砂丘の上に、蟻のような人影が見えていた。
「知らないわ。……こんなに早くから人を起しといて!」
 つんと澄してすたすた足を早める後から、俊子は落付いた声で注意した。
「でも、他《ほか》で見られないような変な朝ね。」
 東の空の大きな黒雲の影に包まれて、盲《めしい》たようなだだ白い明るみが遠くまで一様に澄み切っていた。
 真先に歩いていた彼は、俄に足を止めた。松林のつきる処に四五本の雑木があって、その下枝のあたりに、白いものが真円く浮出してゆらりと動いた……と思ったのは瞬間で、よく見るとだらりと垂れ下っていた。

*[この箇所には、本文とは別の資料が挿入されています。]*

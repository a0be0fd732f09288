//! Software-mix backend
//!
//! "Queueing" a chunk appends it to the voice's read list; the device
//! callback then pulls mixed output: every playing voice's current chunk is
//! read from its cursor, scaled by the voice gain and summed into the shared
//! output buffer. Chunks read to the end move to the processed list where
//! the buffer ring reclaims them on its next update.
//!
//! Chunks are read one source frame per output frame, so they must arrive
//! at the mixer's rate. [`VoiceBackend::output_rate`] reports that rate and
//! the manager resamples Sounds to it before their PCM is queued.
//!
//! [`VoiceBackend::output_rate`]: super::VoiceBackend::output_rate

use super::{impl_pool_backend, VoicePool, VoiceQueue, VoiceState};
use crate::audio::types::PcmChunk;
use tracing::trace;

/// Scale from i16 to [-1.0, 1.0)
const I16_SCALE: f32 = 1.0 / 32768.0;

/// Mixing backend producing interleaved f32 output
#[derive(Debug)]
pub struct SoftwareMixer {
    pool: VoicePool,
    channels: u16,
    sample_rate: u32,
}

impl SoftwareMixer {
    /// Create a mixer with `voice_count` voices producing `channels` ×
    /// `sample_rate` output
    pub fn new(voice_count: usize, channels: u16, sample_rate: u32) -> Self {
        Self {
            pool: VoicePool::new(voice_count),
            channels: channels.max(1),
            sample_rate: sample_rate.max(1),
        }
    }

    pub fn channels(&self) -> u16 {
        self.channels
    }

    pub fn sample_rate(&self) -> u32 {
        self.sample_rate
    }

    fn mix_rate(&self) -> Option<u32> {
        Some(self.sample_rate)
    }

    /// Voices currently allocated
    pub fn voices_in_use(&self) -> usize {
        self.pool.in_use()
    }

    /// Mix every playing voice into `out` (interleaved, overwritten)
    ///
    /// The output is clamped to [-1.0, 1.0] after summing.
    pub fn mix(&mut self, out: &mut [f32]) {
        out.fill(0.0);
        let channels = self.channels as usize;

        for voice in self.pool.iter_mut() {
            if voice.state == VoiceState::Playing {
                mix_voice(voice, out, channels);
            }
        }

        for sample in out.iter_mut() {
            *sample = sample.clamp(-1.0, 1.0);
        }
    }
}

impl_pool_backend!(SoftwareMixer);

/// Sum one voice into `out`, consuming its queued chunks
fn mix_voice(voice: &mut VoiceQueue, out: &mut [f32], out_channels: usize) {
    let frames = out.len() / out_channels;
    let gain = voice.gain;
    let mut frame = 0;

    while frame < frames && voice.state == VoiceState::Playing {
        let finished = {
            let Some(head) = voice.pending.front_mut() else {
                break;
            };
            let chunk = &head.chunk;
            let src_frames = chunk.frames();

            while frame < frames && head.frame < src_frames {
                let base = frame * out_channels;
                for ch in 0..out_channels {
                    out[base + ch] += sample_for_channel(chunk, head.frame, ch, out_channels) * gain;
                }
                head.frame += 1;
                frame += 1;
            }

            head.frame >= src_frames
        };

        if finished {
            trace!("Chunk consumed by mixer");
            voice.finish_head();
        }
    }
}

/// Source sample for output channel `ch`, mapping channel layouts
fn sample_for_channel(chunk: &PcmChunk, frame: usize, ch: usize, out_channels: usize) -> f32 {
    let src_channels = chunk.format().channels as usize;

    if src_channels == out_channels {
        return chunk.sample(frame, ch) as f32 * I16_SCALE;
    }
    if out_channels == 1 && src_channels >= 2 {
        let left = chunk.sample(frame, 0) as f32;
        let right = chunk.sample(frame, 1) as f32;
        return (left + right) * 0.5 * I16_SCALE;
    }
    chunk.sample(frame, ch.min(src_channels - 1)) as f32 * I16_SCALE
}
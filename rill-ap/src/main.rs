//! Rill audio player (rill-ap) - command line entry point
//!
//! Plays audio files through the streaming playback core and exits once
//! every Player has finished.

use std::path::PathBuf;
use std::sync::Arc;
use std::thread;
use std::time::Duration;

use anyhow::{Context, Result};
use clap::{Parser, Subcommand, ValueEnum};
use rill_ap::audio::{AudioOutput, Sound};
use rill_ap::AudioEngine;
use rill_common::{EngineConfig, UpdateMode};
use tracing::{info, warn};

/// How often the CLI checks whether playback has finished
const POLL_INTERVAL: Duration = Duration::from_millis(100);

/// Command-line arguments for rill-ap
#[derive(Parser, Debug)]
#[command(name = "rill-ap")]
#[command(about = "Streaming audio playback core")]
#[command(version)]
struct Args {
    /// Configuration file (overrides RILL_CONFIG and the platform default)
    #[arg(short, long, global = true, env = "RILL_CONFIG")]
    config: Option<PathBuf>,

    #[command(subcommand)]
    command: Command,
}

#[derive(Subcommand, Debug)]
enum Command {
    /// Play one or more files at once
    Play {
        /// Audio files to play
        #[arg(required = true)]
        files: Vec<PathBuf>,

        /// Loop every file until interrupted
        #[arg(short, long = "loop")]
        looping: bool,

        /// Stream through the buffer ring instead of decoding up front
        #[arg(short, long)]
        stream: bool,

        /// Fade-in time in seconds
        #[arg(long, default_value_t = 0.0)]
        fade_in: f32,

        /// Player gain (0.0 - 1.0)
        #[arg(long, default_value_t = 1.0)]
        volume: f32,

        /// Tick driver, overriding the configuration file
        #[arg(long, value_enum)]
        mode: Option<ModeArg>,
    },

    /// List output devices
    Devices,
}

#[derive(ValueEnum, Clone, Copy, Debug)]
enum ModeArg {
    Polling,
    DriverCallback,
}

impl From<ModeArg> for UpdateMode {
    fn from(mode: ModeArg) -> Self {
        match mode {
            ModeArg::Polling => UpdateMode::Polling,
            ModeArg::DriverCallback => UpdateMode::DriverCallback,
        }
    }
}

fn main() -> Result<()> {
    let args = Args::parse();

    let mut config = EngineConfig::resolve(args.config.as_deref()).context("Failed to load configuration")?;
    rill_common::logging::init(&config.log_level);

    match args.command {
        Command::Devices => {
            for name in AudioOutput::list_devices().context("Failed to list output devices")? {
                println!("{}", name);
            }
            Ok(())
        }
        Command::Play {
            files,
            looping,
            stream,
            fade_in,
            volume,
            mode,
        } => {
            if let Some(mode) = mode {
                config.mode = mode.into();
            }
            play(config, &files, looping, stream, fade_in, volume)
        }
    }
}

fn play(config: EngineConfig, files: &[PathBuf], looping: bool, stream: bool, fade_in: f32, volume: f32) -> Result<()> {
    let mut engine = AudioEngine::start(config).context("Failed to start audio engine")?;
    let manager = engine.manager().clone();

    let mut started = 0;
    for path in files {
        let sound = match Sound::from_file(path, "music", stream) {
            Ok(sound) => Arc::new(sound),
            Err(e) => {
                warn!("Skipping {}: {}", path.display(), e);
                continue;
            }
        };

        let Some(id) = manager.create_player(&sound) else {
            warn!("No voice available for {}", path.display());
            continue;
        };
        manager.set_loop(id, looping)?;
        manager.set_gain(id, volume)?;
        manager.play(id, fade_in)?;
        info!("Playing {} as {}", path.display(), id);
        started += 1;
    }

    if started == 0 {
        anyhow::bail!("Nothing to play");
    }

    while manager.playing_count() > 0 {
        thread::sleep(POLL_INTERVAL);
    }

    info!("Playback finished");
    engine.shutdown();
    Ok(())
}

 ぞーっと身体が悚んだ。が、引き止めた息が保ちきれなくなった間際に、ほっとした。木の枝に提灯がかかってるのだった。
「どうしたの。」
 黙って歩き出すと、此度は喫驚した調子の声で、
「蛇でも居たの。」
 彼はやはり黙って頭を振った。何だか白茶けた気持ちになった。ぼんやり眼を挙げて眺めると、提灯は白張りの無紋だった[#「無紋だった」は底本では「無絞だった」]。それが一寸変だった。
「あら、静夫さんは蛇がお嫌い?」
 わざと不思議がったようなしなをした声だった。